Work request - Word for word, restate the entries below from their first line through the line that contains "use crate::entity::import_record::ImportStatus;".

(Collected data)

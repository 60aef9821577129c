use axum::Json;
use axum::extract::{Path, State};
use axum::http::StatusCode;
use axum::response::IntoResponse;
use sea_orm::prelude::Expr;
use sea_orm::sea_query::{Func, LikeExpr};
use sea_orm::*;
use tracing::{info, instrument};

use crate::entity::import_record::ImportStatus;
use crate::entity::{company, failed_company, import_record};
use crate::error::{AppError, ErrorBody};
use crate::extractors::auth::AdminUser;
use crate::extractors::json::{AppJson, AppQuery};
use crate::models::import::*;
use crate::models::shared::{
    ApiResponse, MessageBody, Paginated, Pagination, escape_like, normalize_optional,
    resolve_page,
};
use crate::state::AppState;

/// Rows per INSERT / IN-list, kept under SQLite's bound-parameter limit.
const CHUNK: usize = 500;

#[utoipa::path(
    post,
    path = "/companies",
    tag = "Import",
    operation_id = "importCompanies",
    summary = "Import a batch of companies",
    description = "Validates every row, skips rows whose name or credit code already exists \
        (in the database or earlier in the batch), inserts the rest and records the batch. \
        Failed rows are stored with their raw data. At most 5000 rows per request.",
    request_body = ImportCompaniesRequest,
    responses(
        (status = 201, description = "Batch processed", body = ApiResponse<ImportSummary>),
        (status = 400, description = "Empty or oversized batch (VALIDATION_ERROR)", body = ErrorBody),
        (status = 401, description = "Admin login required (UNAUTHORIZED)", body = ErrorBody),
        (status = 409, description = "Concurrent import inserted the same company (CONFLICT)", body = ErrorBody),
    ),
)]
#[instrument(skip(state, _admin, payload), fields(rows = payload.companies.len()))]
pub async fn import_companies(
    _admin: AdminUser,
    State(state): State<AppState>,
    AppJson(payload): AppJson<ImportCompaniesRequest>,
) -> Result<impl IntoResponse, AppError> {
    validate_import_request(&payload)?;

    let existing = existing_keys(&state.db, &payload.companies).await?;
    let partition = partition_rows(&payload.companies, &existing);

    let total_rows = payload.companies.len() as i32;
    let success_count = partition.valid.len() as i32;
    let failed_count = partition.failures.len() as i32;
    let status = ImportStatus::from_counts(success_count, failed_count);
    let batch_id = uuid::Uuid::new_v4().to_string();
    let now = chrono::Utc::now();

    let txn = state.db.begin().await?;
    let record = import_record::ActiveModel {
        batch_id: Set(batch_id.clone()),
        file_name: Set(normalize_optional(payload.file_name)),
        total_rows: Set(total_rows),
        success_count: Set(success_count),
        failed_count: Set(failed_count),
        status: Set(status),
        created_at: Set(now),
        ..Default::default()
    }
    .insert(&txn)
    .await?;

    for chunk in partition.valid.chunks(CHUNK) {
        let rows = chunk.iter().map(|(_, c)| company::ActiveModel {
            name: Set(c.name.clone()),
            credit_code: Set(c.credit_code.clone()),
            contact_person: Set(c.contact_person.clone()),
            contact_phone: Set(c.contact_phone.clone()),
            address: Set(c.address.clone()),
            category: Set(c.category.clone()),
            import_id: Set(Some(record.id)),
            created_at: Set(now),
            ..Default::default()
        });
        company::Entity::insert_many(rows)
            .exec(&txn)
            .await
            .map_err(company_conflict)?;
    }

    for chunk in partition.failures.chunks(CHUNK) {
        let rows = chunk.iter().map(|f| {
            let raw = payload
                .companies
                .get((f.row_number - 1) as usize)
                .and_then(|r| serde_json::to_value(r).ok())
                .unwrap_or(serde_json::Value::Null);
            failed_company::ActiveModel {
                import_id: Set(record.id),
                row_number: Set(f.row_number),
                company_name: Set(f.company_name.clone()),
                reason: Set(f.reason.clone()),
                raw_data: Set(raw),
                created_at: Set(now),
                ..Default::default()
            }
        });
        failed_company::Entity::insert_many(rows).exec(&txn).await?;
    }

    txn.commit().await?;

    info!(
        import_id = record.id,
        success_count,
        failed_count,
        "Company import finished"
    );
    Ok((
        StatusCode::CREATED,
        Json(ApiResponse::ok(ImportSummary {
            import_id: record.id,
            batch_id,
            total_rows,
            success_count,
            failed_count,
            status,
            failures: partition.failures,
        })),
    ))
}

#[utoipa::path(
    get,
    path = "/history",
    tag = "Import",
    operation_id = "listImportHistory",
    summary = "List import batches",
    params(HistoryQuery),
    responses(
        (status = 200, description = "Page of batches, newest first", body = ApiResponse<Paginated<ImportRecordResponse>>),
        (status = 400, description = "Invalid query (VALIDATION_ERROR)", body = ErrorBody),
        (status = 401, description = "Admin login required (UNAUTHORIZED)", body = ErrorBody),
    ),
)]
#[instrument(skip(state, _admin, query))]
pub async fn list_history(
    _admin: AdminUser,
    State(state): State<AppState>,
    AppQuery(query): AppQuery<HistoryQuery>,
) -> Result<Json<ApiResponse<Paginated<ImportRecordResponse>>>, AppError> {
    let (page, limit, offset) = resolve_page(query.page, query.limit);

    let mut select = import_record::Entity::find();
    if let Some(status) = query.status {
        select = select.filter(import_record::Column::Status.eq(status));
    }

    let total = select.clone().count(&state.db).await?;
    let items = select
        .order_by_desc(import_record::Column::CreatedAt)
        .order_by_desc(import_record::Column::Id)
        .offset(offset)
        .limit(limit)
        .all(&state.db)
        .await?;

    Ok(Json(ApiResponse::ok(Paginated {
        items: items.into_iter().map(Into::into).collect(),
        pagination: Pagination::new(page, limit, total),
    })))
}

#[utoipa::path(
    get,
    path = "/history/{id}",
    tag = "Import",
    operation_id = "getImportHistory",
    summary = "Get an import batch with its failed rows",
    params(("id" = i32, Path, description = "Import record ID")),
    responses(
        (status = 200, description = "Batch detail", body = ApiResponse<ImportDetailResponse>),
        (status = 401, description = "Admin login required (UNAUTHORIZED)", body = ErrorBody),
        (status = 404, description = "Import record not found (NOT_FOUND)", body = ErrorBody),
    ),
)]
#[instrument(skip(state, _admin), fields(id))]
pub async fn get_history(
    _admin: AdminUser,
    State(state): State<AppState>,
    Path(id): Path<i32>,
) -> Result<Json<ApiResponse<ImportDetailResponse>>, AppError> {
    let record = find_record(&state.db, id).await?;
    let failures = failed_company::Entity::find()
        .filter(failed_company::Column::ImportId.eq(id))
        .order_by_asc(failed_company::Column::RowNumber)
        .all(&state.db)
        .await?;

    Ok(Json(ApiResponse::ok(ImportDetailResponse {
        record: record.into(),
        failures: failures.into_iter().map(Into::into).collect(),
    })))
}

#[utoipa::path(
    delete,
    path = "/history/{id}",
    tag = "Import",
    operation_id = "deleteImportHistory",
    summary = "Delete an import batch record",
    description = "Deletes the failed rows and the batch record in one transaction. \
        Companies imported by the batch are kept; their `import_id` is cleared.",
    params(("id" = i32, Path, description = "Import record ID")),
    responses(
        (status = 200, description = "Batch record deleted", body = MessageBody),
        (status = 401, description = "Admin login required (UNAUTHORIZED)", body = ErrorBody),
        (status = 404, description = "Import record not found (NOT_FOUND)", body = ErrorBody),
    ),
)]
#[instrument(skip(state, _admin), fields(id))]
pub async fn delete_history(
    _admin: AdminUser,
    State(state): State<AppState>,
    Path(id): Path<i32>,
) -> Result<Json<MessageBody>, AppError> {
    let txn = state.db.begin().await?;
    find_record(&txn, id).await?;

    company::Entity::update_many()
        .col_expr(company::Column::ImportId, Expr::value(Option::<i32>::None))
        .filter(company::Column::ImportId.eq(id))
        .exec(&txn)
        .await?;
    failed_company::Entity::delete_many()
        .filter(failed_company::Column::ImportId.eq(id))
        .exec(&txn)
        .await?;
    import_record::Entity::delete_by_id(id).exec(&txn).await?;
    txn.commit().await?;

    Ok(Json(MessageBody::new("Import record deleted")))
}

#[utoipa::path(
    get,
    path = "/companies",
    tag = "Import",
    operation_id = "listCompanies",
    summary = "List imported companies",
    params(CompanyListQuery),
    responses(
        (status = 200, description = "Page of companies, newest first", body = ApiResponse<Paginated<CompanyResponse>>),
        (status = 400, description = "Invalid query (VALIDATION_ERROR)", body = ErrorBody),
        (status = 401, description = "Admin login required (UNAUTHORIZED)", body = ErrorBody),
    ),
)]
#[instrument(skip(state, _admin, query))]
pub async fn list_companies(
    _admin: AdminUser,
    State(state): State<AppState>,
    AppQuery(query): AppQuery<CompanyListQuery>,
) -> Result<Json<ApiResponse<Paginated<CompanyResponse>>>, AppError> {
    let (page, limit, offset) = resolve_page(query.page, query.limit);

    let mut select = company::Entity::find();
    if let Some(ref search) = query.search {
        let term = escape_like(search.trim());
        if !term.is_empty() {
            let pattern = format!("%{}%", term.to_lowercase());
            let like = |col: company::Column| {
                Expr::expr(Func::lower(Expr::col(col)))
                    .like(LikeExpr::new(pattern.clone()).escape('\\'))
            };
            select = select.filter(
                Condition::any()
                    .add(like(company::Column::Name))
                    .add(like(company::Column::CreditCode))
                    .add(like(company::Column::ContactPerson)),
            );
        }
    }
    if let Some(category) = normalize_optional(query.category) {
        select = select.filter(company::Column::Category.eq(category));
    }

    let total = select.clone().count(&state.db).await?;
    let items = select
        .order_by_desc(company::Column::CreatedAt)
        .order_by_desc(company::Column::Id)
        .offset(offset)
        .limit(limit)
        .all(&state.db)
        .await?;

    Ok(Json(ApiResponse::ok(Paginated {
        items: items.into_iter().map(Into::into).collect(),
        pagination: Pagination::new(page, limit, total),
    })))
}

#[utoipa::path(
    delete,
    path = "/companies/{id}",
    tag = "Import",
    operation_id = "deleteCompany",
    summary = "Delete a company",
    params(("id" = i32, Path, description = "Company ID")),
    responses(
        (status = 200, description = "Company deleted", body = MessageBody),
        (status = 401, description = "Admin login required (UNAUTHORIZED)", body = ErrorBody),
        (status = 404, description = "Company not found (NOT_FOUND)", body = ErrorBody),
    ),
)]
#[instrument(skip(state, _admin), fields(id))]
pub async fn delete_company(
    _admin: AdminUser,
    State(state): State<AppState>,
    Path(id): Path<i32>,
) -> Result<Json<MessageBody>, AppError> {
    let result = company::Entity::delete_by_id(id).exec(&state.db).await?;
    if result.rows_affected == 0 {
        return Err(AppError::NotFound("Company not found".into()));
    }
    Ok(Json(MessageBody::new("Company deleted")))
}

/// Look up which of the batch's names and credit codes are already stored.
async fn existing_keys<C: ConnectionTrait>(
    db: &C,
    rows: &[CompanyRow],
) -> Result<ExistingKeys, AppError> {
    let names: Vec<String> = rows
        .iter()
        .filter_map(|r| normalize_optional(r.name.clone()))
        .collect();
    let codes: Vec<String> = rows
        .iter()
        .filter_map(|r| normalize_optional(r.credit_code.clone()))
        .map(|c| c.to_uppercase())
        .collect();

    let mut keys = ExistingKeys::default();
    for chunk in names.chunks(CHUNK) {
        let found: Vec<String> = company::Entity::find()
            .select_only()
            .column(company::Column::Name)
            .filter(company::Column::Name.is_in(chunk.iter().cloned()))
            .into_tuple()
            .all(db)
            .await?;
        keys.names.extend(found);
    }
    for chunk in codes.chunks(CHUNK) {
        let found: Vec<Option<String>> = company::Entity::find()
            .select_only()
            .column(company::Column::CreditCode)
            .filter(company::Column::CreditCode.is_in(chunk.iter().cloned()))
            .into_tuple()
            .all(db)
            .await?;
        keys.credit_codes.extend(found.into_iter().flatten());
    }
    Ok(keys)
}

async fn find_record<C: ConnectionTrait>(
    db: &C,
    id: i32,
) -> Result<import_record::Model, AppError> {
    import_record::Entity::find_by_id(id)
        .one(db)
        .await?
        .ok_or_else(|| AppError::NotFound("Import record not found".into()))
}

fn company_conflict(e: DbErr) -> AppError {
    match e.sql_err() {
        Some(SqlErr::UniqueConstraintViolation(_)) => AppError::Conflict(
            "A company in this batch was inserted concurrently, retry the import".into(),
        ),
        _ => AppError::from(e),
    }
}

Solution -
repository 60aef9821577129c
use axum::Json;
use axum::extract::{Path, State};
use axum::http::StatusCode;
use axum::response::IntoResponse;
use sea_orm::prelude::Expr;
use sea_orm::sea_query::{Func, LikeExpr};
use sea_orm::*;
use tracing::{info, instrument};

use crate::entity::import_record::ImportStatus;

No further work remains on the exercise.